Fabien Pinkaers: Il est évident que nous avons commencé avec le sentiment que les petites et moyennes entreprises ne disposent pas des bons outils. Elles ont encore beaucoup de tâches administratives, des tâches répétitives, elles sont débordées par les e-mails, et elles n’ont pas accès à l’information. En somme, elles n’ont vraiment pas les bons outils, et cela nuit aux personnes. Quand on n’a pas les bons outils, toute l’organisation devient totalement inefficace. Nous voulions remédier à cela, mais c’est un problème très complexe. Cela a pris des décennies, et ce n’est pas fini. Nous avons commencé avec ce principe qu’il y a du travail à faire. Il ne s’agit pas seulement de gérer le processus d’entreprise comme le ERP traditionnel, mais aussi d’apporter des outils de productivité aux employés et aux utilisateurs pour véritablement changer l’efficacité des entreprises.

Nicole Zint: C’est très intéressant. Nous constatons désormais qu’environ 15 % seulement des petites et moyennes entreprises sont équipées de logiciels de gestion intégrée, mais la plupart sont insatisfaites de ce qu’elles ont. Microsoft et SAP ont investi des milliards de dollars dans le marché des PME, et pourtant ils ont échoué. Joannes, qu’en pensez-vous ?

Joannes Vermorel: C’est une question complexe. D’abord, Microsoft ne dispose pas d’une seule solution dans ce domaine ; ils en ont plutôt quatre sous la bannière de Microsoft Dynamics AX. Ils ont en réalité compilé une série de produits, et c’est l’un de ces rares domaines où Microsoft a surtout crû par acquisition, ce qui est assez inhabituel pour cette entreprise. En définitive, je pense que c’est très difficile, étonnamment difficile. Ma propre perception du marché était que certaines entreprises abordaient le problème, et encore une fois, ERP est un peu un terme inapproprié.

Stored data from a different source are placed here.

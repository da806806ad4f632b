/// Caller-facing configuration for `generate`.
use std::collections::HashMap;
use std::fmt;
use std::sync::Arc;

use crate::record::RecordType;
use crate::value::FieldValue;

/// Default nesting limit for records, sequences and `$ref` hops.
pub const DEFAULT_MAX_DEPTH: usize = 32;

/// Predicate bound to a `format` name. Must be pure: it may run more than
/// once for the same value.
pub type FormatPredicate = Arc<dyn Fn(&FieldValue) -> bool + Send + Sync>;

/// Custom format predicates keyed by `format` string.
#[derive(Clone, Default)]
pub struct FormatValidators {
    predicates: HashMap<String, FormatPredicate>,
}

impl FormatValidators {
    pub fn new() -> Self {
        Self::default()
    }

    pub fn register(
        mut self,
        format: impl Into<String>,
        predicate: impl Fn(&FieldValue) -> bool + Send + Sync + 'static,
    ) -> Self {
        self.predicates.insert(format.into(), Arc::new(predicate));
        self
    }

    pub fn get(&self, format: &str) -> Option<&FormatPredicate> {
        self.predicates.get(format)
    }

    pub fn is_empty(&self) -> bool {
        self.predicates.is_empty()
    }

    pub fn len(&self) -> usize {
        self.predicates.len()
    }
}

impl fmt::Debug for FormatValidators {
    fn fmt(&self, f: &mut fmt::Formatter<'_>) -> fmt::Result {
        let mut names: Vec<&str> = self.predicates.keys().map(String::as_str).collect();
        names.sort_unstable();
        f.debug_tuple("FormatValidators").field(&names).finish()
    }
}

#[derive(Debug, Clone)]
pub struct GenerateOptions {
    /// Check the schema against the draft-07 meta-schema first.
    pub validate_schema: bool,
    /// Overrides `title` and the `DynamicModel` fallback.
    pub model_name: Option<String>,
    pub format_validation: FormatValidators,
    pub max_depth: usize,
    refs: HashMap<String, Arc<RecordType>>,
}

impl Default for GenerateOptions {
    fn default() -> Self {
        Self {
            validate_schema: true,
            model_name: None,
            format_validation: FormatValidators::default(),
            max_depth: DEFAULT_MAX_DEPTH,
            refs: HashMap::new(),
        }
    }
}

impl GenerateOptions {
    pub fn new() -> Self {
        Self::default()
    }

    pub fn with_validate_schema(mut self, validate: bool) -> Self {
        self.validate_schema = validate;
        self
    }

    pub fn with_model_name(mut self, name: impl Into<String>) -> Self {
        self.model_name = Some(name.into());
        self
    }

    pub fn with_format_validation(mut self, validators: FormatValidators) -> Self {
        self.format_validation = validators;
        self
    }

    pub fn with_max_depth(mut self, depth: usize) -> Self {
        self.max_depth = depth;
        self
    }

    /// Resolve `$ref: reference` to an already generated record type.
    pub fn register_ref(mut self, reference: impl Into<String>, ty: Arc<RecordType>) -> Self {
        self.refs.insert(reference.into(), ty);
        self
    }

    pub fn registered_ref(&self, reference: &str) -> Option<&Arc<RecordType>> {
        self.refs.get(reference)
    }
}

#[cfg(test)]
mod tests {
    use super::*;

    #[test]
    fn test_defaults() {
        let opts = GenerateOptions::default();
        assert!(opts.validate_schema);
        assert_eq!(opts.model_name, None);
        assert!(opts.format_validation.is_empty());
        assert_eq!(opts.max_depth, DEFAULT_MAX_DEPTH);
    }

    #[test]
    fn test_register_predicates() {
        let v = FormatValidators::new()
            .register("even", |v| v.as_i64().is_some_and(|n| n % 2 == 0))
            .register("never", |_| false);
        assert_eq!(v.len(), 2);
        let even = v.get("even").unwrap();
        assert!(even(&FieldValue::Integer(4)));
        assert!(!even(&FieldValue::Integer(3)));
        assert!(v.get("odd").is_none());
        assert_eq!(format!("{v:?}"), "FormatValidators([\"even\", \"never\"])");
    }
}
/// Schema translator: walks a JSON Schema object and assembles the record
/// type, recursing into nested objects, sequences and `$ref` targets.
use std::collections::BTreeMap;
use std::sync::Arc;

use serde_json::{Map, Value};
use tracing::{debug, trace};

use crate::ast::{DefaultValue, FieldDescriptor, FieldType, ItemType};
use crate::constraints::{extract_constraints, Constraints};
use crate::error::TranslateError;
use crate::mapper::{map_type, MappedType};
use crate::meta;
use crate::options::GenerateOptions;
use crate::record::{CustomValidator, ExtraPolicy, RecordType};
use crate::value::pointer_segment;

/// Name used when neither the options nor the schema `title` give one.
pub const DEFAULT_MODEL_NAME: &str = "DynamicModel";

/// Translate `schema` into a record type.
pub fn generate(
    schema: &Value,
    options: &GenerateOptions,
) -> Result<Arc<RecordType>, TranslateError> {
    if options.validate_schema {
        meta::validate(schema)?;
    }

    let root_name = options
        .model_name
        .clone()
        .or_else(|| schema.get("title").and_then(Value::as_str).map(str::to_string))
        .unwrap_or_else(|| DEFAULT_MODEL_NAME.to_string());

    let translator = Translator {
        root: schema,
        root_name: &root_name,
        options,
    };
    let record = translator.record(schema, root_name.clone(), Scope::root())?;
    debug!(model = %record.name(), fields = record.fields().len(), "generated record type");
    Ok(record)
}

/// Position of the translator in the schema tree.
#[derive(Debug, Clone)]
struct Scope {
    /// JSON Pointer of the node being translated.
    path: String,
    depth: usize,
}

impl Scope {
    fn root() -> Self {
        Self {
            path: String::new(),
            depth: 0,
        }
    }

    fn child(&self, suffix: &str) -> Self {
        Self {
            path: format!("{}{suffix}", self.path),
            depth: self.depth + 1,
        }
    }
}

struct Translator<'a> {
    root: &'a Value,
    root_name: &'a str,
    options: &'a GenerateOptions,
}

impl Translator<'_> {
    fn guard(&self, scope: &Scope) -> Result<(), TranslateError> {
        if scope.depth > self.options.max_depth {
            return Err(TranslateError::DepthExceeded {
                path: scope.path.clone(),
                limit: self.options.max_depth,
            });
        }
        Ok(())
    }

    /// Model assembler: one field per property, in declaration order.
    fn record(
        &self,
        schema: &Value,
        name: String,
        scope: Scope,
    ) -> Result<Arc<RecordType>, TranslateError> {
        self.guard(&scope)?;
        let obj = schema.as_object().ok_or_else(|| TranslateError::NotAnObject {
            path: scope.path.clone(),
        })?;

        let empty = Map::new();
        let properties = match obj.get("properties") {
            Some(Value::Object(props)) => props,
            Some(_) => {
                return Err(TranslateError::SchemaInvalid {
                    path: format!("{}/properties", scope.path),
                    message: "'properties' must be an object".into(),
                })
            }
            None => &empty,
        };
        let required: Vec<&str> = obj
            .get("required")
            .and_then(Value::as_array)
            .map(|names| names.iter().filter_map(Value::as_str).collect())
            .unwrap_or_default();

        let mut fields = Vec::with_capacity(properties.len());
        let mut validators = BTreeMap::new();
        for (prop_name, node) in properties {
            let is_required = required.contains(&prop_name.as_str());
            let prop_scope = Scope {
                path: format!("{}/properties/{}", scope.path, pointer_segment(prop_name)),
                depth: scope.depth,
            };
            trace!(model = %name, property = %prop_name, required = is_required, "assembling field");
            fields.push(self.field(prop_name, node, is_required, &prop_scope)?);

            if let Some(format) = node.get("format").and_then(Value::as_str) {
                if let Some(predicate) = self.options.format_validation.get(format) {
                    validators.insert(
                        prop_name.clone(),
                        CustomValidator::new(format, predicate.clone()),
                    );
                }
            }
        }

        let extra = match obj.get("additionalProperties") {
            Some(Value::Bool(true)) => ExtraPolicy::Allow,
            // An empty schema object counts as unset.
            Some(Value::Object(m)) if !m.is_empty() => ExtraPolicy::Allow,
            _ => ExtraPolicy::Ignore,
        };

        Ok(Arc::new(RecordType::new(name, fields, extra, validators)))
    }

    /// Field assembler.
    fn field(
        &self,
        prop_name: &str,
        node: &Value,
        required: bool,
        scope: &Scope,
    ) -> Result<FieldDescriptor, TranslateError> {
        let (ty, constraints) = self.field_type(prop_name, node, scope)?;
        let default = if required {
            DefaultValue::Required
        } else {
            DefaultValue::Value(node.get("default").cloned().unwrap_or(Value::Null))
        };
        Ok(FieldDescriptor {
            name: prop_name.to_string(),
            ty,
            required,
            default,
            constraints,
        })
    }

    /// Semantic type and constraints of one node, shared by properties and
    /// sequence items.
    fn field_type(
        &self,
        prop_name: &str,
        node: &Value,
        scope: &Scope,
    ) -> Result<(FieldType, Constraints), TranslateError> {
        if !node.is_object() {
            return Err(TranslateError::NotAnObject {
                path: scope.path.clone(),
            });
        }

        if let Some(reference) = node.get("$ref").and_then(Value::as_str) {
            return self.resolve_ref(prop_name, reference, node, scope);
        }

        let mapped = map_type(prop_name, node)?;
        let constraints = extract_constraints(prop_name, node, &mapped)?;
        let ty = match mapped {
            MappedType::Resolved(ty) => ty,
            MappedType::Record => {
                let nested = self.record(node, format!("{prop_name}Item"), scope.child(""))?;
                FieldType::Record(nested)
            }
            MappedType::Sequence => self.sequence(prop_name, node, &constraints, scope)?,
        };
        Ok((ty, constraints))
    }

    /// Resolve `items` into a list or set type.
    fn sequence(
        &self,
        prop_name: &str,
        node: &Value,
        constraints: &Constraints,
        scope: &Scope,
    ) -> Result<FieldType, TranslateError> {
        let default_items = Value::Object(Map::new());
        let items = node.get("items").unwrap_or(&default_items);
        let item_scope = scope.child("/items");
        self.guard(&item_scope)?;
        let item_name = format!("{prop_name}_item");

        let item = if items.get("type").and_then(Value::as_str) == Some("object")
            && items.get("$ref").is_none()
        {
            let nested = self.record(items, format!("{item_name}Item"), item_scope)?;
            ItemType {
                ty: FieldType::Record(nested),
                constraints: Constraints::default(),
            }
        } else {
            let (ty, constraints) = self.field_type(&item_name, items, &item_scope)?;
            ItemType { ty, constraints }
        };

        Ok(if constraints.is_unique() {
            FieldType::Set(Box::new(item))
        } else {
            FieldType::List(Box::new(item))
        })
    }

    /// Registered record types first, then local JSON Pointers.
    fn resolve_ref(
        &self,
        prop_name: &str,
        reference: &str,
        node: &Value,
        scope: &Scope,
    ) -> Result<(FieldType, Constraints), TranslateError> {
        let ref_scope = scope.child("/$ref");
        self.guard(&ref_scope)?;
        // Only the description of the referencing node survives.
        let constraints = extract_constraints(prop_name, node, &MappedType::Resolved(FieldType::Any))?;

        if let Some(registered) = self.options.registered_ref(reference) {
            trace!(property = %prop_name, reference, "using registered record type");
            return Ok((FieldType::Record(registered.clone()), constraints));
        }

        let unresolved = || TranslateError::UnresolvedRef {
            property: prop_name.to_string(),
            reference: reference.to_string(),
        };
        let pointer = reference.strip_prefix('#').ok_or_else(unresolved)?;
        let target = self.root.pointer(pointer).ok_or_else(unresolved)?;
        trace!(property = %prop_name, reference, "resolved local reference");

        if is_object_schema(target) {
            let name = ref_name(pointer).unwrap_or_else(|| self.root_name.to_string());
            let record = self.record(target, name, ref_scope)?;
            Ok((FieldType::Record(record), constraints))
        } else {
            let (ty, target_constraints) = self.field_type(prop_name, target, &ref_scope)?;
            Ok((ty, merge_description(target_constraints, constraints)))
        }
    }
}
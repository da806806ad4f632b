/// Meta-schema validator: rejects malformed schema documents before any
/// field translation happens.
///
/// Two passes. The draft-07 meta-schema (via the `jsonschema` crate) checks
/// keyword shapes; a structural walk then checks what the meta-schema
/// cannot express, such as `required` naming only declared properties.
use serde_json::{Map, Value};
use tracing::debug;

use crate::ast::TypeKeyword;
use crate::error::TranslateError;
use crate::value::pointer_segment;

pub fn validate(schema: &Value) -> Result<(), TranslateError> {
    if !schema.is_object() {
        return Err(invalid("", "schema must be a JSON object"));
    }

    jsonschema::draft7::meta::validate(schema).map_err(|e| TranslateError::SchemaInvalid {
        path: e.instance_path.to_string(),
        message: e.to_string(),
    })?;

    check_node(schema, "")?;
    debug!("schema passed meta-validation");
    Ok(())
}

fn check_node(node: &Value, path: &str) -> Result<(), TranslateError> {
    // Boolean schemas are valid leaves.
    let Some(obj) = node.as_object() else {
        return match node {
            Value::Bool(_) => Ok(()),
            _ => Err(invalid(path, "schema must be a JSON object")),
        };
    };

    if let Some(ty) = obj.get("type") {
        check_type(ty, &format!("{path}/type"))?;
    }

    let properties = match obj.get("properties") {
        None => None,
        Some(Value::Object(props)) => Some(props),
        Some(_) => return Err(invalid(&format!("{path}/properties"), "must be an object")),
    };

    if let Some(required) = obj.get("required") {
        check_required(required, properties, &format!("{path}/required"))?;
    }

    if let Some(props) = properties {
        for (name, sub) in props {
            check_node(sub, &format!("{path}/properties/{}", pointer_segment(name)))?;
        }
    }

    match obj.get("items") {
        Some(Value::Array(tuple)) => {
            for (i, sub) in tuple.iter().enumerate() {
                check_node(sub, &format!("{path}/items/{i}"))?;
            }
        }
        Some(sub) => check_node(sub, &format!("{path}/items"))?,
        None => {}
    }

    for key in ["definitions", "$defs"] {
        if let Some(Value::Object(defs)) = obj.get(key) {
            for (name, sub) in defs {
                check_node(sub, &format!("{path}/{key}/{}", pointer_segment(name)))?;
            }
        }
    }

    Ok(())
}

fn check_type(ty: &Value, path: &str) -> Result<(), TranslateError> {
    let names: Vec<&Value> = match ty {
        Value::Array(items) => items.iter().collect(),
        single => vec![single],
    };
    for name in names {
        let known = name.as_str().and_then(TypeKeyword::parse).is_some();
        if !known {
            let expected: Vec<&str> = TypeKeyword::ALL.iter().map(TypeKeyword::as_str).collect();
            return Err(invalid(
                path,
                &format!("unknown type {name}, expected one of {}", expected.join(", ")),
            ));
        }
    }
    Ok(())
}

fn check_required(
    required: &Value,
    properties: Option<&Map<String, Value>>,
    path: &str,
) -> Result<(), TranslateError> {
    let names = required
        .as_array()
        .ok_or_else(|| invalid(path, "must be an array of property names"))?;
    for (i, name) in names.iter().enumerate() {
        let name = name
            .as_str()
            .ok_or_else(|| invalid(&format!("{path}/{i}"), "must be a string"))?;
        if !properties.is_some_and(|p| p.contains_key(name)) {
            return Err(invalid(
                &format!("{path}/{i}"),
                &format!("required property '{name}' is not declared in 'properties'"),
            ));
        }
    }
    Ok(())
}

fn invalid(path: &str, message: &str) -> TranslateError {
    TranslateError::SchemaInvalid {
        path: path.to_string(),
        message: message.to_string(),
    }
}
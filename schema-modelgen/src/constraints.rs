/// Constraint extractor: reads the validation keywords of a schema node into
/// a named constraint set, gated by the node's mapped type.
use regex::Regex;
use serde::{Serialize, Serializer};
use serde_json::Value;

use crate::ast::FieldType;
use crate::error::TranslateError;
use crate::mapper::MappedType;

/// Named constraints of one field. Only the names meaningful for the
/// field's type are ever populated.
#[derive(Debug, Clone, Default, Serialize)]
pub struct Constraints {
    #[serde(skip_serializing_if = "Option::is_none")]
    pub gt: Option<f64>,
    #[serde(skip_serializing_if = "Option::is_none")]
    pub lt: Option<f64>,
    #[serde(skip_serializing_if = "Option::is_none")]
    pub ge: Option<f64>,
    #[serde(skip_serializing_if = "Option::is_none")]
    pub le: Option<f64>,
    #[serde(
        skip_serializing_if = "Option::is_none",
        serialize_with = "serialize_pattern"
    )]
    pub pattern: Option<Regex>,
    #[serde(skip_serializing_if = "Option::is_none")]
    pub min_length: Option<usize>,
    #[serde(skip_serializing_if = "Option::is_none")]
    pub max_length: Option<usize>,
    #[serde(skip_serializing_if = "Option::is_none")]
    pub unique: Option<bool>,
    #[serde(skip_serializing_if = "Option::is_none")]
    pub description: Option<String>,
}

fn serialize_pattern<S: Serializer>(pattern: &Option<Regex>, s: S) -> Result<S::Ok, S::Error> {
    match pattern {
        Some(re) => s.serialize_str(re.as_str()),
        None => s.serialize_none(),
    }
}

impl Constraints {
    pub fn is_empty(&self) -> bool {
        self.names().is_empty()
    }

    /// Names of the populated constraints, in a fixed order.
    pub fn names(&self) -> Vec<&'static str> {
        let mut names = Vec::new();
        if self.gt.is_some() {
            names.push("gt");
        }
        if self.lt.is_some() {
            names.push("lt");
        }
        if self.ge.is_some() {
            names.push("ge");
        }
        if self.le.is_some() {
            names.push("le");
        }
        if self.pattern.is_some() {
            names.push("pattern");
        }
        if self.min_length.is_some() {
            names.push("min_length");
        }
        if self.max_length.is_some() {
            names.push("max_length");
        }
        if self.unique.is_some() {
            names.push("unique");
        }
        if self.description.is_some() {
            names.push("description");
        }
        names
    }

    pub fn is_unique(&self) -> bool {
        self.unique.unwrap_or(false)
    }
}

/// Extract the constraints of `node` that apply to `mapped`.
pub fn extract_constraints(
    prop_name: &str,
    node: &Value,
    mapped: &MappedType,
) -> Result<Constraints, TranslateError> {
    let mut c = Constraints {
        description: node
            .get("description")
            .and_then(Value::as_str)
            .map(str::to_string),
        ..Constraints::default()
    };

    match mapped {
        MappedType::Resolved(ty) if ty.is_numeric() => {
            c.gt = number(prop_name, node, "exclusiveMinimum")?;
            c.lt = number(prop_name, node, "exclusiveMaximum")?;
            c.ge = number(prop_name, node, "minimum")?;
            c.le = number(prop_name, node, "maximum")?;
        }
        MappedType::Resolved(FieldType::String) => {
            if let Some(p) = node.get("pattern") {
                let src = p.as_str().ok_or_else(|| invalid(prop_name, "pattern", "a string"))?;
                let re = Regex::new(src).map_err(|source| TranslateError::InvalidPattern {
                    property: prop_name.to_string(),
                    source,
                })?;
                c.pattern = Some(re);
            }
            c.min_length = length(prop_name, node, "minLength")?;
            c.max_length = length(prop_name, node, "maxLength")?;
        }
        MappedType::Sequence => {
            c.min_length = length(prop_name, node, "minItems")?;
            c.max_length = length(prop_name, node, "maxItems")?;
            if let Some(u) = node.get("uniqueItems") {
                c.unique = Some(
                    u.as_bool()
                        .ok_or_else(|| invalid(prop_name, "uniqueItems", "a boolean"))?,
                );
            }
        }
        _ => {}
    }

    Ok(c)
}

fn number(prop_name: &str, node: &Value, key: &str) -> Result<Option<f64>, TranslateError> {
    node.get(key)
        .map(|v| v.as_f64().ok_or_else(|| invalid(prop_name, key, "a number")))
        .transpose()
}

fn length(prop_name: &str, node: &Value, key: &str) -> Result<Option<usize>, TranslateError> {
    node.get(key)
        .map(|v| {
            v.as_u64()
                .and_then(|n| usize::try_from(n).ok())
                .ok_or_else(|| invalid(prop_name, key, "a non-negative integer"))
        })
        .transpose()
}

fn invalid(prop_name: &str, key: &str, expected: &str) -> TranslateError {
    TranslateError::SchemaInvalid {
        path: format!("{prop_name}/{key}"),
        message: format!("'{key}' must be {expected}"),
    }
}
/// Error types for the two phases of a record type's life: translation
/// (schema shape problems, fail-fast) and construction (instance problems,
/// aggregated per instance).
use std::fmt;

use serde::Serialize;
use serde_json::Value;

#[derive(Debug, thiserror::Error)]
pub enum TranslateError {
    #[error("schema is invalid at '{path}': {message}")]
    SchemaInvalid { path: String, message: String },
    #[error("schema at '{path}' must be a JSON object")]
    NotAnObject { path: String },
    #[error("unsupported type '{value}' for property '{property}'")]
    UnsupportedType { property: String, value: String },
    #[error("error converting enum values for property '{property}': {message}")]
    EnumConversion { property: String, message: String },
    #[error("invalid pattern for property '{property}': {source}")]
    InvalidPattern {
        property: String,
        #[source]
        source: regex::Error,
    },
    #[error("cannot resolve $ref '{reference}' for property '{property}'")]
    UnresolvedRef { property: String, reference: String },
    #[error("schema nesting exceeds depth {limit} at '{path}'")]
    DepthExceeded { path: String, limit: usize },
}

/// The rule a supplied value broke.
#[derive(Debug, Clone, Copy, PartialEq, Eq, Hash, Serialize)]
#[serde(rename_all = "snake_case")]
pub enum Rule {
    Missing,
    Type,
    Enum,
    Gt,
    Ge,
    Lt,
    Le,
    Pattern,
    MinLength,
    MaxLength,
    Format,
}

impl Rule {
    pub fn as_str(&self) -> &'static str {
        match self {
            Rule::Missing => "missing",
            Rule::Type => "type",
            Rule::Enum => "enum",
            Rule::Gt => "gt",
            Rule::Ge => "ge",
            Rule::Lt => "lt",
            Rule::Le => "le",
            Rule::Pattern => "pattern",
            Rule::MinLength => "min_length",
            Rule::MaxLength => "max_length",
            Rule::Format => "format",
        }
    }
}

impl fmt::Display for Rule {
    fn fmt(&self, f: &mut fmt::Formatter<'_>) -> fmt::Result {
        f.write_str(self.as_str())
    }
}

/// One violated rule at one location in the supplied instance.
#[derive(Debug, Clone, PartialEq, Serialize)]
pub struct Violation {
    /// JSON Pointer to the offending value (`/friends/1/age`).
    pub instance_path: String,
    pub rule: Rule,
    /// The supplied value, `null` when the field was missing.
    pub value: Value,
    pub message: String,
}

impl fmt::Display for Violation {
    fn fmt(&self, f: &mut fmt::Formatter<'_>) -> fmt::Result {
        let path = if self.instance_path.is_empty() {
            "(root)"
        } else {
            &self.instance_path
        };
        write!(f, "{path} [{}]: {}", self.rule, self.message)
    }
}

/// Every violation found while constructing one instance.
#[derive(Debug, Clone, PartialEq, Serialize)]
pub struct ValidationFailure {
    pub model: String,
    pub violations: Vec<Violation>,
}

impl ValidationFailure {
    /// Returns true if any violation sits exactly at `instance_path`.
    pub fn has_path(&self, instance_path: &str) -> bool {
        self.violations
            .iter()
            .any(|v| v.instance_path == instance_path)
    }

    /// Violations at `instance_path`, in discovery order.
    pub fn at<'a>(&'a self, instance_path: &'a str) -> impl Iterator<Item = &'a Violation> + 'a {
        self.violations
            .iter()
            .filter(move |v| v.instance_path == instance_path)
    }
}

impl fmt::Display for ValidationFailure {
    fn fmt(&self, f: &mut fmt::Formatter<'_>) -> fmt::Result {
        let n = self.violations.len();
        write!(
            f,
            "{n} validation error{} for {}",
            if n == 1 { "" } else { "s" },
            self.model
        )?;
        for v in &self.violations {
            write!(f, "\n  {v}")?;
        }
        Ok(())
    }
}

impl std::error::Error for ValidationFailure {}

#[cfg(test)]
mod tests {
    use super::*;
    use serde_json::json;

    fn violation(path: &str, rule: Rule) -> Violation {
        Violation {
            instance_path: path.into(),
            rule,
            value: json!(null),
            message: "bad".into(),
        }
    }

    #[test]
    fn test_violation_display_root() {
        assert_eq!(violation("", Rule::Type).to_string(), "(root) [type]: bad");
    }

    #[test]
    fn test_failure_display_lists_every_violation() {
        let failure = ValidationFailure {
            model: "Person".into(),
            violations: vec![violation("/name", Rule::Missing), violation("/age", Rule::Ge)],
        };
        assert_eq!(
            failure.to_string(),
            "2 validation errors for Person\n  /name [missing]: bad\n  /age [ge]: bad"
        );
        assert!(failure.has_path("/age"));
        assert!(!failure.has_path("/other"));
        assert_eq!(failure.at("/name").count(), 1);
    }

    #[test]
    fn test_translate_error_names_property() {
        let err = TranslateError::UnsupportedType {
            property: "age".into(),
            value: "decimal".into(),
        };
        assert_eq!(
            err.to_string(),
            "unsupported type 'decimal' for property 'age'"
        );
    }
}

Il aurait fallu parler d’ERM, Enterprise Resource Management, car la planification est vraiment une préoccupation secondaire ; ce n’est pas la principale préoccupation de ce type de logiciel. Il y avait probablement une très grande entreprise allemande à succès qui était parvenue à devenir super grande dans ce segment, et il y en avait quelques autres qui étaient devenues grandes, mais ce que j’ai vu, c’est que…

Nicole Zint: Après cela, je dirais qu’après une traction initiale dans les années 80 et 90, le domaine est devenu quelque peu stagnant. Il n’a pas bénéficié du même degré d’innovation qui était très perceptible, par exemple, dans d’autres domaines tels que les applications grand public B2C ou des applications lifestyle qui ont vraiment connu une série de percées. Je dirais que les ERP ont subi beaucoup de révolutions, mais dans l’ensemble, cela a été bien plus lent. Fabien, êtes-vous d’accord avec ce que Joannes dit à propos de cette évolution des systèmes ERP devenant plus stagnants, ou du marché devenant plus stagnant dans les solutions qu’ils offrent ?

Fabien Pinkaers: Ouais, je suis tout à fait d’accord. Je reconnais que malgré le fait que les acteurs clés aient investi des milliards pour atteindre le marché des petites et moyennes entreprises, le taux d’adoption est très faible. La raison principale, pour moi, est qu’il y a une grande complexité chez ces entreprises. Elles ont beaucoup de besoins : elles ont besoin de comptabilité, de fabrication, de stocks, elles ont un site web, elles ont besoin de fournitures, elles disposent d’une supply chain, elles travaillent dans différents pays. Fondamentalement, elles ont les mêmes besoins que les grandes entreprises, sauf qu’elles nécessitent plus d’agilité. Ce n’est pas seulement une question de gestion des processus ; elles ont besoin d’une solution qui soit flexible et agile. De surcroît, elles ne disposent pas du budget ni du temps dont bénéficient les grandes entreprises. Cela rend les choses très complexes. J’avais l’habitude de dire que nous n’avons pas de concurrence parce que ce que nous essayons de faire, c’est résoudre quelque chose que personne n’a réussi à résoudre. C’est plus un défi technique qu’un défi lié à la mise sur le marché. La complexité réside dans le fait de fournir tout ce dont elles ont besoin tout en rendant cela simple et abordable.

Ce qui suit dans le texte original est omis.